Estimate Your HMRC Penalties
Use this tool to estimate standard Self Assessment late filing penalties, late payment penalties, and simple interest.
This calculator is an educational estimate based on standard Self Assessment rules (fixed £100, daily penalties after 3 months, and additional penalties after 6 and 12 months, plus 5% late payment stages). It does not include special or deliberate behaviour penalties.
How this HMRC penalty calculator works
If your Self Assessment tax return is filed late, or your tax bill is paid late, HMRC can apply separate charges. Many people are surprised that filing penalties and payment penalties can both apply at the same time. This calculator helps you model that combined impact so you can plan cash flow and act quickly.
The estimate shown here has three parts:
- Late filing penalties (based on how late your return is sent)
- Late payment penalties (based on how late your tax is paid)
- Interest on unpaid tax (calculated using a simple annual interest estimate)
Penalty rules used in this estimate
1) Late filing (Self Assessment)
- 1 day late: fixed penalty of £100
- More than 3 months late: £10 per day, up to 90 days (max £900)
- More than 6 months late: extra penalty of £300 or 5% of tax due (whichever is higher)
- More than 12 months late: another £300 or 5% of tax due (whichever is higher)
2) Late payment (standard staged model)
- More than 30 days late: 5% of unpaid tax
- More than 6 months late: additional 5% of unpaid tax
- More than 12 months late: additional 5% of unpaid tax
3) Interest
Interest is estimated as: tax owed × (annual rate ÷ 100) × (days late ÷ 365). HMRC interest rates change over time, so you can update the percentage input to reflect the current figure.
Example calculation
Suppose your tax owed is £4,000, your return is 120 days late, and payment is 75 days late.

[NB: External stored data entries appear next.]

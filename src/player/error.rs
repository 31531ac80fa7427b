use crate::cache::CacheError;
use crate::source::SourceError;
use crate::transport::TransportError;
use std::error::Error;
use std::fmt;

/// Error types for playback engine operations.
#[derive(Debug)]
pub enum PlayerError {
    /// No transport connection is attached
    NotConnected,
    /// The operation requires an active `Playing` status
    NotPlaying,
    /// The queue has no head to play
    EmptyQueue,
    /// A seek was requested with nothing queued
    NoCurrentSong,
    /// Cache coordination failed (including the bounded availability wait)
    Cache(CacheError),
    Source(SourceError),
    Transport(TransportError),
}

impl fmt::Display for PlayerError {
    fn fmt(&self, f: &mut fmt::Formatter<'_>) -> fmt::Result {
        match self {
            PlayerError::NotConnected => write!(f, "Not connected to a transport channel"),
            PlayerError::NotPlaying => write!(f, "Not currently playing"),
            PlayerError::EmptyQueue => write!(f, "The queue is empty"),
            PlayerError::NoCurrentSong => write!(f, "No current song to seek within"),
            PlayerError::Cache(e) => write!(f, "Cache error: {}", e),
            PlayerError::Source(e) => write!(f, "Source error: {}", e),
            PlayerError::Transport(e) => write!(f, "Transport error: {}", e),
        }
    }
}

impl Error for PlayerError {
    fn source(&self) -> Option<&(dyn Error + 'static)> {
        match self {
            PlayerError::Cache(e) => Some(e),
            PlayerError::Source(e) => Some(e),
            PlayerError::Transport(e) => Some(e),
            _ => None,
        }
    }
}

impl From<CacheError> for PlayerError {
    fn from(err: CacheError) -> Self {
        PlayerError::Cache(err)
    }
}

impl From<SourceError> for PlayerError {
    fn from(err: SourceError) -> Self {
        PlayerError::Source(err)
    }
}

impl From<TransportError> for PlayerError {
    fn from(err: TransportError) -> Self {
        PlayerError::Transport(err)
    }
}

- Filing: £100 fixed + £300 daily penalties (30 days at £10/day after 90 days) = £400
- Payment: 5% after 30 days = £200
- Interest: estimated based on days late and the selected annual rate
Your total cost becomes: tax due + penalties + interest. The key takeaway is simple: every extra week can increase what you owe.
How to reduce or avoid HMRC penalties
File first, even if you cannot pay in full
Filing late triggers automatic penalties quickly. If possible, submit the return on time even when payment is difficult. You may still face late payment charges, but you can often avoid the largest filing penalties.
Set up a payment plan quickly
HMRC may allow a Time to Pay arrangement depending on your circumstances. Contacting HMRC early can reduce escalation risk and show proactive intent.
Keep evidence if you had a reasonable excuse
In some cases, penalties can be appealed where a valid reasonable excuse existed (for example, serious illness or major service disruption). Keep dates, records, and supporting documents.
Important notes and limitations
- This page provides a practical estimate, not formal tax advice.
- HMRC rules can differ by tax type and can change over time.
- Some cases involve additional penalties not included here (for example, deliberate withholding scenarios).
- If your numbers are substantial, consider speaking with a qualified accountant or tax adviser.
Quick FAQ
Do I still get a filing penalty if no tax is due?
The initial fixed filing penalty can still apply even if no tax is payable.
Can HMRC penalties be appealed?
Yes, in certain circumstances. Appeals usually require a clear explanation and supporting evidence.
Does paying part of the tax help?
Yes. Reducing the unpaid balance can lower percentage-based penalties and interest over time.